Her eyes widen. She didn’t expect me to know that.
“Do you want to try one? They are really good.” I push the plate closer and then leap back again.
Her stomach audibly grumbles. She stares at me. Then the cupcakes. Me again.
With a bold, fearless kind of curiosity, she swipes a cupcake and takes a small nibble. “Sweet hell, this is good.Fuckme.”
Deciding it’s safe enough, I sit down.
“Yeah.” She glares at me, though it’s less menacing when you have frosting on your chin. “Stay there. I’m calling him.”
When Luke picks up the phone, his voice carries enough for me to hear. “Sistine.”
“I’m here in your apartment,” she tells him. “There’s an intruder.”
“It’s me,” I yell out. “Rita. The intruder.”
I don’t hear the rest of the conversation. Sistine has turned around and is whispering into the phone. Terse words. An intense back-and-forth at low volume.
Once the call finishes, she turns to me. “What have you done to my brother?”
“Nothing. Why?”
I’m examined as if on the other end of a microscope, and found to carry evidence of a rare and virulent strain of sickness. “He’s on his way, even though he never leaves work early.”
She proceeds to eat another cupcake. I make some tea. We don’t have towait long. Luke strides into the kitchen and looks straight at me. The sight of him gives me a quick inner jolt. Concerned blues travel down the line of my body. “Are you okay?”
“Fine.”
“Why is your meal-prep chef living with you?” demands Sistine.
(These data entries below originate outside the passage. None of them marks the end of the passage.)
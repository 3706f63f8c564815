use anyhow::Result;
use rusqlite::Connection;

use super::OptionalExt;
use crate::Database;
use crate::models::UserRow;

impl Database {
    pub fn create_user(&self, id: &str, username: &str, password_hash: &str, role: &str) -> Result<()> {
        self.with_conn(|conn| {
            conn.execute(
                "INSERT INTO users (id, username, password, role) VALUES (?1, ?2, ?3, ?4)",
                (id, username, password_hash, role),
            )?;
            Ok(())
        })
    }

    pub fn get_user_by_username(&self, username: &str) -> Result<Option<UserRow>> {
        self.with_conn(|conn| {
            query_user(conn, "SELECT id, username, password, role, created_at FROM users WHERE username = ?1", username)
        })
    }

    pub fn get_user_by_id(&self, id: &str) -> Result<Option<UserRow>> {
        self.with_conn(|conn| {
            query_user(conn, "SELECT id, username, password, role, created_at FROM users WHERE id = ?1", id)
        })
    }
}

fn query_user(conn: &Connection, sql: &str, key: &str) -> Result<Option<UserRow>> {
    let mut stmt = conn.prepare(sql)?;

    let row = stmt
        .query_row([key], |row| {
            Ok(UserRow {
                id: row.get(0)?,
                username: row.get(1)?,
                password: row.get(2)?,
                role: row.get(3)?,
                created_at: row.get(4)?,
            })
        })
        .optional()?;

    Ok(row)
}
“Let’s go talk privately. I’ll explain how I got her kicked out of her apartment.”
“When has anything like that ever mattered to you?”
“What are you doing in Barcelona, Sistine?”
She scowls. “I’m here on my own business.”
Luke rubs his forehead with his fingers as if warding off a headache. “Don’t do anything you shouldn’t be.”
“Stop worrying about me. I can take care of myself.”
“Unfortunately, I’m always going to have to worry.”
She rolls her eyes very dramatically. “Piss off.”
“I detest you.”
It appears no matter how wealthy you get, some sibling bonds can be universal. It’s clear they aggravate each other, though I didn’t miss the flash of relief that crossed Luke’s face when he walked in and saw Sistine.
“You don’t have to do whatever you are here for,” says Luke, apparently having forgotten this conversation was going to be private. “Work with me instead.”